Academic journal article International Journal of Psychoanalysis

Stupidity in the Analytic Field: Vicissitudes of the Detachment Process in Adolescence

Academic journal article International Journal of Psychoanalysis

Stupidity in the Analytic Field: Vicissitudes of the Detachment Process in Adolescence

Article excerpt

Over the course of adolescence the young person feels assailed by drives, which reactivate unconscious fantasies and primitive anxieties. The adolescent experiences the rupture of the rigidity of the latency phase, followed by identity confusion resulting from the re-emergence of aspects split off from the self which pertain to the pregenital and preoedipal phases. The enhancement of sadistic aspects in all areas, associated with confusion arising from the concomitance of various fantasies, induces waves of genital desire in all its infantile, polymorphic and perverse forms (Meltzer, 1973, 1992; Grinberg, 1976). The need for immediate gratification produces violent and intrusive projective identifications. Threats of self-dissolution merge with attempts to restructure the self. Primitive and more highly evolved mechanisms also merge, with as much potential to constitute a basis for pathologies as to accommodate elements for redevelopment.

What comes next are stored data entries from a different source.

//! Error types for the registry
use super::status::ApplicationStatus;
use chrono::NaiveDate;
use std::fmt;

/// Form fields that can fail validation.
#[derive(Debug, Clone, Copy, PartialEq, Eq)]
pub enum Field {
    ChildFullName,
    ChildGender,
    ChildDateOfBirth,
    ChildPlaceOfBirth,
    FatherFullName,
    FatherPhoneNumber,
    FatherNationalId,
    MotherFullName,
    MotherPhoneNumber,
    MotherNationalId,
}

impl fmt::Display for Field {
    fn fmt(&self, f: &mut fmt::Formatter<'_>) -> fmt::Result {
        let name = match self {
            Field::ChildFullName => "childInfo.fullName",
            Field::ChildGender => "childInfo.gender",
            Field::ChildDateOfBirth => "childInfo.dateOfBirth",
            Field::ChildPlaceOfBirth => "childInfo.placeOfBirth",
            Field::FatherFullName => "fatherInfo.fullName",
            Field::FatherPhoneNumber => "fatherInfo.phoneNumber",
            Field::FatherNationalId => "fatherInfo.nationalId",
            Field::MotherFullName => "motherInfo.fullName",
            Field::MotherPhoneNumber => "motherInfo.phoneNumber",
            Field::MotherNationalId => "motherInfo.nationalId",
        };
        f.write_str(name)
    }
}

#[derive(thiserror::Error, Debug, Clone, PartialEq, Eq)]
pub enum ValidationError {
    #[error("{field} is required")]
    Required { field: Field },
    #[error("date of birth {date} cannot be in the future")]
    DateOfBirthInFuture { date: NaiveDate },
    #[error("{field} must be numeric")]
    PhoneNotNumeric { field: Field },
}

impl ValidationError {
    pub fn field(&self) -> Field {
        match self {
            ValidationError::Required { field } | ValidationError::PhoneNotNumeric { field } => {
                *field
            }
            ValidationError::DateOfBirthInFuture { .. } => Field::ChildDateOfBirth,
        }
    }
}

/// Every field error found in a single form, in form order.
#[derive(Debug, Clone, PartialEq, Eq)]
pub struct ValidationErrors(pub Vec<ValidationError>);

impl ValidationErrors {
    pub fn errors(&self) -> &[ValidationError] {
        &self.0
    }
    pub fn has_error_for(&self, field: Field) -> bool {
        self.0.iter().any(|e| e.field() == field)
    }
}

impl fmt::Display for ValidationErrors {
    fn fmt(&self, f: &mut fmt::Formatter<'_>) -> fmt::Result {
        write!(f, "{} invalid field(s)", self.0.len())?;
        for error in &self.0 {
            write!(f, "; {error}")?;
        }
        Ok(())
    }
}

impl std::error::Error for ValidationErrors {}

#[derive(thiserror::Error, Debug)]
pub enum StoreError {
    #[error("stored entry '{key}' is unreadable: {source}")]
    Unreadable {
        key: String,
        #[source]
        source: serde_json::Error,
    },
    #[error("failed to encode entry '{key}': {source}")]
    Encode {
        key: String,
        #[source]
        source: serde_json::Error,
    },
    #[error("database error: {0}")]
    Database(#[from] sled::Error),
}

/// Errors surfaced to callers of [`crate::service::RegistryService`].
#[derive(thiserror::Error, Debug)]
pub enum RegistryError {
    #[error("application rejected: {0}")]
    Validation(#[from] ValidationErrors),
    #[error(transparent)]
    Store(#[from] StoreError),
    #[error("search query is empty")]
    EmptyQuery,
    #[error("no application matches '{query}'")]
    NotFound { query: String },
    #[error("certificate for {application_id} not yet issued (status: {status})")]
    NotYetIssued {
        application_id: String,
        status: ApplicationStatus,
    },
}

#[derive(thiserror::Error, Debug)]
pub enum ConfigError {
    #[error("failed to load configuration: {0}")]
    Load(#[from] Box<figment::Error>),
    #[error("invalid configuration: {message}")]
    Invalid { message: String },
}

impl From<figment::Error> for ConfigError {
    fn from(err: figment::Error) -> Self {
        ConfigError::Load(Box::new(err))
    }
}
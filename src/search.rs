//! Lookups over the unindexed record collection
//!
//! Every lookup is a linear scan; the first record in store order that
//! matches wins.
use super::application::ApplicationRecord;
use super::certificate::{CERTIFICATE_PREFIX, certificate_number};
use super::utils::APPLICATION_ID_PREFIX;

/// A trimmed, non-empty search query.
#[derive(Debug, Clone, PartialEq, Eq)]
pub struct SearchQuery {
    raw: String,
    lowered: String,
}

impl SearchQuery {
    /// Returns `None` when the input is empty once trimmed.
    pub fn parse(input: &str) -> Option<Self> {
        let raw = input.trim();
        if raw.is_empty() {
            return None;
        }

        Some(Self {
            raw: raw.to_string(),
            lowered: raw.to_lowercase(),
        })
    }
    pub fn as_str(&self) -> &str {
        &self.raw
    }
}

/// Exact, case-insensitive match on the application id.
pub fn find_by_application_id<'a>(
    records: &'a [ApplicationRecord],
    query: &SearchQuery,
) -> Option<&'a ApplicationRecord> {
    records
        .iter()
        .find(|record| record.application_id.to_lowercase() == query.lowered)
}

/// Case-insensitive substring match on the child's full name.
pub fn find_by_child_name<'a>(
    records: &'a [ApplicationRecord],
    query: &SearchQuery,
) -> Option<&'a ApplicationRecord> {
    records
        .iter()
        .find(|record| record.child_info.full_name.to_lowercase().contains(&query.lowered))
}

/// Match a certificate number against either the derived certificate number
/// or, with `BC-` turned back into `BR-`, the application id itself.
///
/// The prefix swap on the query is case-sensitive while both comparisons are
/// not, so `bc-…` queries only match through the derived number.
pub fn find_by_certificate_number<'a>(
    records: &'a [ApplicationRecord],
    query: &SearchQuery,
) -> Option<&'a ApplicationRecord> {
    let as_application_id = query
        .raw
        .replacen(CERTIFICATE_PREFIX, APPLICATION_ID_PREFIX, 1)
        .to_lowercase();

    records.iter().find(|record| {
        certificate_number(&record.application_id).to_lowercase() == query.lowered
            || record.application_id.to_lowercase() == as_application_id
    })
}

#[cfg(test)]
mod tests {
    use super::*;
    use crate::application::{ChildInfo, Gender, ParentInfo, TimeStamp};
    use chrono::NaiveDate;

    fn record(id: &str, child: &str) -> ApplicationRecord {
        ApplicationRecord {
            application_id: id.to_string(),
            child_info: ChildInfo {
                full_name: child.to_string(),
                gender: Gender::Other,
                date_of_birth: NaiveDate::from_ymd_opt(2026, 3, 4).unwrap(),
                place_of_birth: "Riverside".into(),
            },
            father_info: ParentInfo::new("F", "1", "F-1"),
            mother_info: ParentInfo::new("M", "2", "M-1"),
            submitted_at: TimeStamp::new(),
        }
    }

    fn query(input: &str) -> SearchQuery {
        SearchQuery::parse(input).unwrap()
    }

    #[test]
    fn blank_queries_are_rejected() {
        assert!(SearchQuery::parse("").is_none());
        assert!(SearchQuery::parse(" \t\n").is_none());
        assert_eq!(query("  BR-1-X  ").as_str(), "BR-1-X");
    }

    #[test]
    fn id_match_is_exact_not_prefix() {
        let records = [record("BR-ABC123-DEF456", "Anna Smith")];

        assert!(find_by_application_id(&records, &query("br-abc123-def456")).is_some());
        assert!(find_by_application_id(&records, &query("BR-ABC123")).is_none());
    }

    #[test]
    fn name_match_returns_first_in_store_order() {
        let records = [
            record("BR-1-AAAAAA", "Joanna Lee"),
            record("BR-2-BBBBBB", "Anna Smith"),
        ];

        let found = find_by_child_name(&records, &query("ANN")).unwrap();
        assert_eq!(found.application_id, "BR-1-AAAAAA");
    }

    #[test]
    fn certificate_number_both_paths() {
        let records = [record("BR-ABC123-DEF456", "Anna Smith")];

        // derived certificate number, any case
        assert!(find_by_certificate_number(&records, &query("BC-ABC123-DEF456")).is_some());
        assert!(find_by_certificate_number(&records, &query("bc-abc123-def456")).is_some());
        // application id passes straight through the reverse path
        assert!(find_by_certificate_number(&records, &query("br-abc123-def456")).is_some());
        assert!(find_by_certificate_number(&records, &query("BC-ABC123")).is_none());
    }
}
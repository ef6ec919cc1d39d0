//! Configuration loading using figment.
//!
//! Sources, lowest precedence first: built-in defaults, the TOML config file,
//! then environment variables prefixed with `BIRTH_REGISTRY_` (nested keys
//! separated by `__`, e.g. `BIRTH_REGISTRY_STORAGE__RECORDS_KEY`).

use std::path::PathBuf;

use figment::{
    Figment,
    providers::{Env, Format, Serialized, Toml},
};
use serde::{Deserialize, Serialize};

use crate::error::ConfigError;
use crate::store::DEFAULT_RECORDS_KEY;
use crate::theme::DEFAULT_THEME_KEY;

const APP_DIR_NAME: &str = "birth-registry";
const CONFIG_FILE_NAME: &str = "config.toml";
const DATABASE_FILE_NAME: &str = "registry.db";
const ENV_PREFIX: &str = "BIRTH_REGISTRY_";

#[derive(Debug, Clone, Default, PartialEq, Serialize, Deserialize)]
#[serde(default)]
pub struct Config {
    pub storage: StorageConfig,
}

#[derive(Debug, Clone, PartialEq, Serialize, Deserialize)]
#[serde(default)]
pub struct StorageConfig {
    /// Database location. Defaults to
    /// `<local data dir>/birth-registry/registry.db`.
    pub database_path: Option<PathBuf>,
    /// Entry holding the submitted applications.
    pub records_key: String,
    /// Entry holding the theme preference.
    pub theme_key: String,
}

impl Default for StorageConfig {
    fn default() -> Self {
        Self {
            database_path: None,
            records_key: DEFAULT_RECORDS_KEY.to_string(),
            theme_key: DEFAULT_THEME_KEY.to_string(),
        }
    }
}

impl Config {
    pub fn load() -> Result<Self, ConfigError> {
        Self::load_from(None)
    }

    /// Load with an optional explicit config file in place of the default.
    pub fn load_from(config_path: Option<PathBuf>) -> Result<Self, ConfigError> {
        let config_file = config_path.unwrap_or_else(Self::default_config_path);

        Self::from_figment(
            Figment::new()
                .merge(Serialized::defaults(Config::default()))
                .merge(Toml::file(&config_file))
                .merge(Env::prefixed(ENV_PREFIX).split("__")),
        )
    }

    pub fn from_figment(figment: Figment) -> Result<Self, ConfigError> {
        let config: Config = figment.extract()?;
        config.validate()?;
        Ok(config)
    }

    pub fn default_config_path() -> PathBuf {
        dirs::config_dir()
            .unwrap_or_else(|| PathBuf::from(".config"))
            .join(APP_DIR_NAME)
            .join(CONFIG_FILE_NAME)
    }

    pub fn default_data_dir() -> PathBuf {
        dirs::data_local_dir()
            .unwrap_or_else(|| PathBuf::from(".local/share"))
            .join(APP_DIR_NAME)
    }

    pub fn validate(&self) -> Result<(), ConfigError> {
        let storage = &self.storage;

        if storage.records_key.is_empty() || storage.theme_key.is_empty() {
            return Err(ConfigError::Invalid {
                message: "storage keys must not be empty".to_string(),
            });
        }
        if storage.records_key == storage.theme_key {
            return Err(ConfigError::Invalid {
                message: format!(
                    "records_key and theme_key must differ (both are '{}')",
                    storage.records_key
                ),
            });
        }

        Ok(())
    }

    pub fn database_path(&self) -> PathBuf {
        self.storage
            .database_path
            .clone()
            .unwrap_or_else(|| Self::default_data_dir().join(DATABASE_FILE_NAME))
    }
}

#[cfg(test)]
mod tests {
    use super::*;

    #[test]
    fn defaults_use_named_entries() {
        let config = Config::default();

        assert_eq!(config.storage.records_key, "birthRegistrations");
        assert_eq!(config.storage.theme_key, "theme");
        assert!(config.validate().is_ok());
        assert!(config.database_path().ends_with("birth-registry/registry.db"));
    }

    #[test]
    fn toml_overrides_defaults() {
        let figment = Figment::new()
            .merge(Serialized::defaults(Config::default()))
            .merge(Toml::string(
                r#"
                [storage]
                database_path = "/tmp/registry-test.db"
                records_key = "apps"
                "#,
            ));
        let config = Config::from_figment(figment).unwrap();

        assert_eq!(config.storage.records_key, "apps");
        assert_eq!(config.storage.theme_key, "theme");
        assert_eq!(config.database_path(), PathBuf::from("/tmp/registry-test.db"));
    }

    #[test]
    fn clashing_keys_are_rejected() {
        let figment = Figment::new()
            .merge(Serialized::defaults(Config::default()))
            .merge(Toml::string("[storage]\nrecords_key = \"theme\"\n"));

        assert!(matches!(
            Config::from_figment(figment),
            Err(ConfigError::Invalid { .. })
        ));
    }

    #[test]
    fn missing_config_file_falls_back_to_defaults() {
        let dir = tempfile::tempdir().unwrap();
        let config = Config::load_from(Some(dir.path().join("absent.toml"))).unwrap();

        assert_eq!(config.storage, StorageConfig::default());
    }
}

Intrapsychic turbulence is manifested in the stimulation of the PS <-> D oscillation (Bion, 1962) or in that of dual relationships <-> triangular relationships, with the resulting catastrophic changes, yet in a dynamic form, with dissolutions that may confuse the inattentive observer who could interpret a movement which is in fact an intense, yet normal, prefigurement to restructuring to be a pathology. A lack of adequate oscillation will put the analyst on his guard. But it is only once the adolescent turbulence ceases that we will be able to ascertain whether the rigidity was temporary or permanent.

At the same time, the externalization and internalization processes intensify to produce conflicts of identification, resulting in an increased vulnerability to the introjection of objects which can reinforce or alter more archaic identifications. The young person is eager for objects to identify with, so as to construct a more cohesive adult identity. The projection-introjection interplay is intense; it is precisely the acquisition of an adult identity by means of this interplay of identifications that is considered to be the primary function of adolescence.

The outcome of these configurations leads to movements of detachment and departure from the symbiosis of the family unit (Blos, 1962; Bleger, 1967; Mahler, 1968; Paz, 1980). At the same time, the adolescent experiences mourning: for childhood, parents, the infantile body, and bisexuality (Aberastury, 1980). If contact with the triangular reality is experienced as traumatic, narcissistic defences are readopted to constitute normal symbioses (Cassorla, 1985, 1991a) until they are overpowered by conflicting drives and attraction for the object. This is part of the process of detachment.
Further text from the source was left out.